Blue shaded areas represent user fees, while red/orange come from other sources. Here’s the only number that matters: 46.5%. 46.5% of all MN street and road spending is covered by user fees.

But wait! As Bill’s relatives point out, transit (and other modes) are stealing road user fees to pay for their operation and construction! This is… partially true – as of 2012, 40% of the MN motor vehicle sales tax[pdf] (MVST) is taken out to support statewide transit systems (the vast majority goes to Metro Transit), and roughly 24% (2011) of the federal gas tax went to support multi-modal system distribution. Many just stop the line of reasoning there and assume it explains the shortfall. In reality, if that money was redirected back to highway spending, user fees bump up marginally, only covering 51.1% of the total system costs (again, 2010 only). [For reference, annualizing Blue Line construction costs over 30 years and adding it to 2012 operations costs yields just over 14% in farebox recovery for our single LRT line]

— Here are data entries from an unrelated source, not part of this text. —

use crate::matrix::element::Scalar;
use crate::tolerance::Tolerance;
use std::iter::zip;

/// Sum of products of two equal-length slices, snapped to zero when the
/// result is negligible.
///
/// With `snap_running_dot`, the accumulator is also snapped after every term.
pub fn snapped_dot<T: Scalar>(lhs: &[T], rhs: &[T], tol: &Tolerance) -> T {
    debug_assert_eq!(lhs.len(), rhs.len());
    let sum = zip(lhs, rhs).fold(T::zero(), |acc, (a, b)| {
        let acc = acc + *a * *b;
        if tol.snap_running_dot {
            tol.snap(acc)
        } else {
            acc
        }
    });
    tol.snap(sum)
}

/// Elementwise comparison of two sequences of floats with an absolute tolerance.
#[macro_export]
macro_rules! assert_all_close {
    (abs=$tol:expr, $left:expr, $right:expr $(,)?) => {{
        let left: Vec<f64> = $left.into_iter().map(f64::from).collect();
        let right: Vec<f64> = $right.into_iter().map(f64::from).collect();
        assert_eq!(left.len(), right.len(), "lengths differ");
        for (i, (a, b)) in left.iter().zip(right.iter()).enumerate() {
            if !((a - b).abs() <= $tol) {
                panic!(
                    "not nearly equal at index {} (abs={})\n left: {:?}\nright: {:?}",
                    i, $tol, left, right
                );
            }
        }
    }};
    ($left:expr, $right:expr $(,)?) => {
        $crate::assert_all_close!(abs = 1e-8, $left, $right)
    };
}

// --------------------------------------------------
//                      TESTS
// --------------------------------------------------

Of course, this is only direct costs of roads. It’s not difficult to identify costs associated with our transportation network outside building, patching, plowing, and lighting:

Indirect Costs

Opportunity Costs

  • Taxable land value under highways and streets
  • Value of transportation spending to other government functions or deficit/debt reduction
  • Value of energy used for transportation to other economy-wide functions

External Costs

  • Environmental and municipal costs of rain and snow runoff from streets
  • Social cost of carbon (CO2) [if you believe in a ~$45 per metric ton CO2 as I do, MN drivers cost society roughly $967 million just in tailpipe emissions, to say nothing of the CO2 emitted in oil production, concrete/pavement production, etc]
  • Non-CO2 GHG emission social costs
  • Traffic noise (impacting both property values and mental health of nearby residents)
  • Congestion – in this I personally only include congestion incurred by freight and other businesses where time lost actually impacts cost or revenue structures


  • 395 killed, 29,314 injured on MN roads in 2012[pdf]
  • Early deaths due to vehicle emissions – estimated at 55,000 2005 nationwide

These numbers are very difficult to quantify (and I have a difficult time with monetary costs of death and injury), especially at a city or state level, and will therefore have much higher uncertainty. I am confident, however, that these values are non-zero and significant enough to alter how we view different modes of transportation, their costs, and who currently pays for them.

Of course, trains, buses, bikes, and even walking all have some level of external costs. Trains run on electricity (mostly), buses burn diesel, bikes require paved trails and lanes, feet require sidewalks. People die on trains, cyclists have sometimes injured pedestrians, and all modes take up varying amount of build-able land while emitting noise and vibration. Our challenge is to pragmatically and holistically evaluate these costs when deciding what investments in transportation (and associated land-uses) we make – something I’ll try to (briefly) lay out in the final post.